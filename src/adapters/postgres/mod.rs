//! PostgreSQL adapters - Database implementations for storage ports.

mod billing_store;

pub use billing_store::PostgresBillingStore;
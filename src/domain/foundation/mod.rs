//! Foundation module - Shared domain primitives.
//!
//! Contains value objects, identifiers, and error types that form the
//! vocabulary of the Storefront Pilot billing domain.

mod errors;
mod ids;
mod state_machine;
mod timestamp;

pub use errors::{DomainError, ErrorCode, ValidationError};
pub use ids::{AccountId, EventId, TransactionId};
pub use state_machine::StateMachine;
pub use timestamp::Timestamp;
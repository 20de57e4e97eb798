//! Administrative force operations.
//!
//! Support tooling needs to set state directly when the provider and
//! our ledger disagree. Every force op still flows through the
//! reconciler's atomic commit, leaving an `adm_`-prefixed synthetic
//! event in the store as the audit trail.

use std::sync::Arc;

use crate::domain::billing::{
    ExpirySweeper, Membership, MembershipLevel, Reconciler, SweepReport, WalletBalance,
};
use crate::domain::foundation::{AccountId, DomainError, Timestamp};

#[derive(Debug, Clone)]
pub struct ForceCreditCommand {
    pub account_id: AccountId,
    /// Signed adjustment; negative debits the wallet.
    pub amount_cents: i64,
}

#[derive(Debug, Clone)]
pub struct ForceMembershipLevelCommand {
    pub account_id: AccountId,
    pub level: MembershipLevel,
    pub period_days: i64,
}

pub struct ForceCreditHandler {
    reconciler: Arc<Reconciler>,
}

impl ForceCreditHandler {
    pub fn new(reconciler: Arc<Reconciler>) -> Self {
        Self { reconciler }
    }

    pub async fn handle(&self, cmd: ForceCreditCommand) -> Result<WalletBalance, DomainError> {
        self.reconciler
            .force_credit(&cmd.account_id, cmd.amount_cents)
            .await
    }
}

pub struct ForceMembershipLevelHandler {
    reconciler: Arc<Reconciler>,
}

impl ForceMembershipLevelHandler {
    pub fn new(reconciler: Arc<Reconciler>) -> Self {
        Self { reconciler }
    }

    pub async fn handle(
        &self,
        cmd: ForceMembershipLevelCommand,
    ) -> Result<Membership, DomainError> {
        self.reconciler
            .force_membership_level(&cmd.account_id, cmd.level, cmd.period_days)
            .await
    }
}

/// Handler for an on-demand sweep pass, used by the admin API in
/// addition to the background interval.
pub struct SweepExpiredHandler {
    sweeper: Arc<ExpirySweeper>,
}

impl SweepExpiredHandler {
    pub fn new(sweeper: Arc<ExpirySweeper>) -> Self {
        Self { sweeper }
    }

    pub async fn handle(&self) -> Result<SweepReport, DomainError> {
        self.sweeper.sweep(Timestamp::now()).await
    }
}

------------------------

Task to complete: The answer should consist of every entry, repeated word for word.

Solution to the problem:
filename src/adapters/postgres/mod.rs
//! PostgreSQL adapters - Database implementations for storage ports.

mod billing_store;

pub use billing_store::PostgresBillingStore;
filename src/domain/foundation/mod.rs
//! Foundation module - Shared domain primitives.
//!
//! Contains value objects, identifiers, and error types that form the
//! vocabulary of the Storefront Pilot billing domain.

mod errors;
mod ids;
mod state_machine;
mod timestamp;

pub use errors::{DomainError, ErrorCode, ValidationError};
pub use ids::{AccountId, EventId, TransactionId};
pub use state_machine::StateMachine;
pub use timestamp::Timestamp;
repository 20de57e4e97eb798
//! Administrative force operations.
//!
//! Support tooling needs to set state directly when the provider and
//! our ledger disagree. Every force op still flows through the
//! reconciler's atomic commit, leaving an `adm_`-prefixed synthetic
//! event in the store as the audit trail.

use std::sync::Arc;

use crate::domain::billing::{
    ExpirySweeper, Membership, MembershipLevel, Reconciler, SweepReport, WalletBalance,
};
use crate::domain::foundation::{AccountId, DomainError, Timestamp};

#[derive(Debug, Clone)]
pub struct ForceCreditCommand {
    pub account_id: AccountId,
    /// Signed adjustment; negative debits the wallet.
    pub amount_cents: i64,
}

#[derive(Debug, Clone)]
pub struct ForceMembershipLevelCommand {
    pub account_id: AccountId,
    pub level: MembershipLevel,
    pub period_days: i64,
}

pub struct ForceCreditHandler {
    reconciler: Arc<Reconciler>,
}

impl ForceCreditHandler {
    pub fn new(reconciler: Arc<Reconciler>) -> Self {
        Self { reconciler }
    }

    pub async fn handle(&self, cmd: ForceCreditCommand) -> Result<WalletBalance, DomainError> {
        self.reconciler
            .force_credit(&cmd.account_id, cmd.amount_cents)
            .await
    }
}

pub struct ForceMembershipLevelHandler {
    reconciler: Arc<Reconciler>,
}

impl ForceMembershipLevelHandler {
    pub fn new(reconciler: Arc<Reconciler>) -> Self {
        Self { reconciler }
    }

    pub async fn handle(
        &self,
        cmd: ForceMembershipLevelCommand,
    ) -> Result<Membership, DomainError> {
        self.reconciler
            .force_membership_level(&cmd.account_id, cmd.level, cmd.period_days)
            .await
    }
}

/// Handler for an on-demand sweep pass, used by the admin API in
/// addition to the background interval.
pub struct SweepExpiredHandler {
    sweeper: Arc<ExpirySweeper>,
}

impl SweepExpiredHandler {
    pub fn new(sweeper: Arc<ExpirySweeper>) -> Self {
        Self { sweeper }
    }

    pub async fn handle(&self) -> Result<SweepReport, DomainError> {
        self.sweeper.sweep(Timestamp::now()).await
    }
}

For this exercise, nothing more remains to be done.